A votação para essa vaga ocorreu no dia 16 de junho. O caso tem como relatora a conselheira Ana Maria Duarte Brito, a mesma que concedeu a liminar (decisão rápida e provisória) que suspendeu os efeitos da escolha da lista tríplica para a vaga deixada por Délcio Santos. “Entrei com pedido de providências na lista da vaga do doutor Affimar Cabo Verde. Por coerência a conselheira deverá seguir a mesma fundamentação”, enfatizou o advogado Martins.

Para vaga hoje ocupada por Affimar Cabo Verde concorreram dez advogados. Com nove votos Francisco Charles Cunha Garcia Júnior, foi primeiro da lista. O segundo mais votado foi o advogado Felipe Thury, que também faz parte da primeira lista (a da vaga de Délcio). Affimar Cabo Verde ficou com a terceira melhor votação e também disputa a recondução para mais dois anos de mandato.


Blog Felipe Thury, Advogado e integrante da lista tríplice

“Não me sinto prejudicado. Até porque o próprio CNJ quando determina a abertura da votação para que o desembargador possa se manifestar de forma aberta e fundamentada é uma forma democrática e transparente de se realizar nova eleição. Creio que não haverá nova convocação e sim nova eleição e dela devem concorrer os que estavam inscritos. A minha expectativa é a melhor possível. Tenho 11 anos de atividade na advocacia e o respeito e demonstração de licitude, de trabalho e reconhecimento vão prevalecer. Estou nas duas listas tríplices do TRE. Na segunda lista (da vaga do jurista Affimar Cabo Verde) ainda não existiu nenhuma manifestação do CNJ. Acredito que não tenha ocorrido nenhum pedido de suspensão. Na primeira como existiu, o CNJ suspendeu a eleição. Não cabe a mim fazer juízo de valor sobre isso, que a decisão seja cumprida. Acredito que não tenha nenhum prejuízo. Foi uma forma democrática e correta de se fazer eleição. O Tribunal de Justiça em todas as outras vezes votou de forma secreta, não vejo que haverá prejuízo e espero poder manter a quantidade de votos que obtive”, disse Felipe Thury, que é filho do vice-presidente do TJ-AM, Aristóteles Thury.
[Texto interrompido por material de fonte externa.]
// SPDX-License-Identifier: PMPL-1.0-or-later
//! The template contract.
//!
//! A compiled query template is a plain data holder implementing
//! [`CompiledQuery`]: its members parameterize the query, and
//! [`query_is`](CompiledQuery::query_is) describes the query's shape once.
//!
//! ```rust
//! use serde::{Deserialize, Serialize};
//! use verisim_compiled::expr::{field, member, QueryExpr, Queryable};
//! use verisim_compiled::template::{CompiledQuery, Document, TemplateContext};
//! use verisim_compiled::{ParamType, ParamValue};
//!
//! #[derive(Serialize, Deserialize)]
//! struct User {
//!     #[serde(rename = "UserName")]
//!     user_name: String,
//! }
//!
//! impl Document for User {
//!     fn collection() -> &'static str {
//!         "user"
//!     }
//! }
//!
//! struct UserByUsername {
//!     user_name: String,
//! }
//!
//! impl CompiledQuery for UserByUsername {
//!     type Document = User;
//!     type Output = Option<User>;
//!
//!     fn query_is(&self, query: Queryable<User>, _ctx: &TemplateContext<'_>) -> QueryExpr<Option<User>> {
//!         query.filter(field("UserName").eq(member("UserName"))).first_or_default()
//!     }
//!
//!     fn members(&self) -> &'static [(&'static str, ParamType)] {
//!         &[("UserName", ParamType::Text)]
//!     }
//!
//!     fn read_member(&self, name: &str) -> Option<ParamValue> {
//!         match name {
//!             "UserName" => Some(ParamValue::from(&self.user_name)),
//!             _ => None,
//!         }
//!     }
//! }
//! ```

use std::any::TypeId;
use std::sync::atomic::{AtomicU64, Ordering};

use dashmap::DashMap;
use serde::de::DeserializeOwned;
use serde::Serialize;

use crate::command::{ParamType, ParamValue};
use crate::expr::{QueryExpr, Queryable};
use crate::key::EqualityKey;

/// A stored document type.
pub trait Document: Serialize + DeserializeOwned + Send + Sync + 'static {
    /// Logical collection holding documents of this type.
    fn collection() -> &'static str;
}

/// A reusable, strongly-typed query template.
pub trait CompiledQuery: Send + Sync + 'static {
    /// Document type queried.
    type Document: Document;
    /// Result type fixed by the terminal operation.
    type Output: Send + 'static;

    /// Describe the query. Runs only when no plan is cached for this
    /// template's key, so it must not carry per-execution side effects;
    /// use `ctx` for invocation counting.
    fn query_is(
        &self,
        query: Queryable<Self::Document>,
        ctx: &TemplateContext<'_>,
    ) -> QueryExpr<Self::Output>;

    /// Members that may appear as parameters, with their declared types.
    ///
    /// Slot types come from this list, never from the values of whichever
    /// instance compiles first. `ParamType::Unknown` accepts any value.
    fn members(&self) -> &'static [(&'static str, ParamType)] {
        &[]
    }

    /// Current value of a member; `None` when no such member exists.
    fn read_member(&self, _name: &str) -> Option<ParamValue> {
        None
    }

    /// Equality snapshot for value-equatable keying.
    ///
    /// Templates whose `query_is` branches on member values implement
    /// `Eq + Hash` over exactly what drives those branches and return
    /// `Some(EqualityKey::new(self.clone()))`.
    fn equality_key(&self) -> Option<EqualityKey> {
        None
    }
}

/// Short type name of a template, used in logs and errors.
///
/// Not unique: same-named templates in different modules share it.
pub fn template_name<Q: ?Sized>() -> &'static str {
    let full = std::any::type_name::<Q>();
    let base = full.split('<').next().unwrap_or(full);
    base.rsplit("::").next().unwrap_or(base)
}

// ---------------------------------------------------------------------------
// Instrumentation
// ---------------------------------------------------------------------------

#[derive(Debug)]
struct TemplateCounter {
    name: &'static str,
    count: AtomicU64,
}

/// Externally observable `query_is` invocation counters, keyed by template
/// type.
#[derive(Debug, Default)]
pub struct InvocationCounters {
    counts: DashMap<TypeId, TemplateCounter>,
}

impl InvocationCounters {
    pub fn new() -> Self {
        Self::default()
    }

    /// Count one invocation for `template`; returns the new total.
    pub fn increment(&self, template: TypeId, name: &'static str) -> u64 {
        self.counts
            .entry(template)
            .or_insert_with(|| TemplateCounter {
                name,
                count: AtomicU64::new(0),
            })
            .count
            .fetch_add(1, Ordering::Relaxed)
            + 1
    }

    /// Invocations recorded for template type `Q`.
    pub fn count_of<Q: ?Sized + 'static>(&self) -> u64 {
        self.counts
            .get(&TypeId::of::<Q>())
            .map(|c| c.count.load(Ordering::Relaxed))
            .unwrap_or(0)
    }

    /// Invocations summed over every template displayed as `name`.
    pub fn get(&self, name: &str) -> u64 {
        self.counts
            .iter()
            .filter(|entry| entry.value().name == name)
            .map(|entry| entry.value().count.load(Ordering::Relaxed))
            .sum()
    }

    /// Sorted `(name, count)` pairs, one per template type.
    pub fn snapshot(&self) -> Vec<(&'static str, u64)> {
        let mut all: Vec<_> = self
            .counts
            .iter()
            .map(|entry| (entry.value().name, entry.value().count.load(Ordering::Relaxed)))
            .collect();
        all.sort();
        all
    }
}

/// Context handed to [`CompiledQuery::query_is`].
pub struct TemplateContext<'a> {
    template: TypeId,
    name: &'static str,
    counters: &'a InvocationCounters,
}

impl<'a> TemplateContext<'a> {
    pub(crate) fn of<Q: ?Sized + 'static>(counters: &'a InvocationCounters) -> Self {
        Self {
            template: TypeId::of::<Q>(),
            name: template_name::<Q>(),
            counters,
        }
    }

    /// Display name of the compiling template.
    pub fn template(&self) -> &'static str {
        self.name
    }

    /// Count one invocation of the calling template's `query_is`.
    pub fn record_invocation(&self) -> u64 {
        self.counters.increment(self.template, self.name)
    }
}
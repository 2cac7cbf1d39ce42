//! Client configuration.
//!
//! All settings live in a single `config.toml` file at
//! `~/.config/feedcal/config.toml` by default:
//!
//! ```toml
//! debug = false
//!
//! [relay]
//! base_url = "https://calendar.example.com/api/proxy"
//! timeout_secs = 30
//!
//! [poll]
//! interval_secs = 300
//!
//! [feed]
//! url = "webcal://example.com/team.ics"
//! ```

use std::path::{Path, PathBuf};
use std::time::Duration;

use feedcal_feed::RelayConfig;
use feedcal_server::SchedulerConfig;
use serde::{Deserialize, Serialize};

use crate::error::{ClientError, ClientResult};

/// Configuration for the feedcal client.
#[derive(Debug, Clone, Default, Serialize, Deserialize)]
#[serde(default)]
pub struct ClientConfig {
    /// Debug mode.
    pub debug: bool,

    /// Relay settings.
    pub relay: RelaySettings,

    /// Polling settings.
    pub poll: PollSettings,

    /// Default feed.
    pub feed: FeedSettings,
}

/// Relay settings.
#[derive(Debug, Clone, Serialize, Deserialize)]
#[serde(default)]
pub struct RelaySettings {
    /// Relay proxy endpoint.
    pub base_url: String,

    /// Request timeout in seconds.
    pub timeout_secs: u64,
}

impl Default for RelaySettings {
    fn default() -> Self {
        Self {
            base_url: RelayConfig::LOCAL_BASE_URL.to_string(),
            timeout_secs: RelayConfig::DEFAULT_TIMEOUT_SECS,
        }
    }
}

/// Polling settings.
#[derive(Debug, Clone, Serialize, Deserialize)]
#[serde(default)]
pub struct PollSettings {
    pub interval_secs: u64,
}

impl Default for PollSettings {
    fn default() -> Self {
        Self {
            interval_secs: SchedulerConfig::DEFAULT_POLL_INTERVAL_SECS,
        }
    }
}

/// Default feed, used when no URL is given on the command line.
#[derive(Debug, Clone, Default, Serialize, Deserialize)]
#[serde(default)]
pub struct FeedSettings {
    pub url: Option<String>,
}

impl ClientConfig {
    /// Loads configuration from the default path.
    ///
    /// A missing file yields the defaults.
    pub fn load() -> ClientResult<Self> {
        let path = Self::default_path();
        if path.exists() {
            Self::load_from(&path)
        } else {
            Ok(Self::default())
        }
    }

    /// Loads configuration from a specific path.
    pub fn load_from(path: &Path) -> ClientResult<Self> {
        let content = std::fs::read_to_string(path).map_err(|e| {
            ClientError::Config(format!("failed to read {}: {}", path.display(), e))
        })?;
        toml::from_str(&content)
            .map_err(|e| ClientError::Config(format!("failed to parse {}: {}", path.display(), e)))
    }

    /// Returns the default configuration file path.
    pub fn default_path() -> PathBuf {
        Self::default_config_dir().join("config.toml")
    }

    /// Returns the default configuration directory.
    pub fn default_config_dir() -> PathBuf {
        dirs::config_dir()
            .unwrap_or_else(|| PathBuf::from("."))
            .join("feedcal")
    }

    /// Builds the relay client configuration. `base_url` overrides the file.
    pub fn relay_config(&self, base_url: Option<&str>) -> ClientResult<RelayConfig> {
        let base_url = base_url.unwrap_or(&self.relay.base_url);
        let config = RelayConfig::new(base_url).map_err(|e| {
            ClientError::Config(format!("invalid relay URL {:?}: {}", base_url, e))
        })?;
        Ok(config.with_timeout(Duration::from_secs(self.relay.timeout_secs)))
    }

    /// Builds the scheduler configuration.
    pub fn scheduler_config(&self) -> SchedulerConfig {
        SchedulerConfig::new(Duration::from_secs(self.poll.interval_secs))
    }

    /// Picks the feed URL: the command-line argument, else `[feed] url`.
    pub fn feed_url(&self, arg: Option<String>) -> ClientResult<String> {
        arg.or_else(|| self.feed.url.clone()).ok_or_else(|| {
            ClientError::Config(
                "no feed URL given; pass one or set [feed] url in the config file".to_string(),
            )
        })
    }
}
Advogado Mauro Celi Martins - Voto público e justificado

Autor do pedido de providências que levou, em caráter provisório, a suspensão dos efeitos da escolha dos três nomes que concorrem ao TRE-AM, o advogado Mauro Martins disse que não se inscreveu para a disputa justamente porque o edital de convocação do processo seletivo previa votação sigilosa. “Não me sinto à vontade de concorrer com votação secreta. As sessões administrativas devem ser públicas e o voto fundamentado, dizer porque está votando”, disse.


O advogado afirmou que tem interesse de disputar uma das vagas da corte eleitoral desde que o CNJ confirme que a escolha ocorrerá com votação aberta e voto justificado. “Gostaria de participar da escolha e de contribuir na Justiça Eleitoral, mas preciso esperar a decisão do CNJ. Tenho interesse de concorrer”, afirmou Mauro Celi. Ele ressaltou que trata-se ainda de uma decisão liminar. E que tomou como parâmetro o que ocorreu no TRF 1ª Região para definição de juízes federais para o TRE de Tocantins, no qual o processo foi suspenso.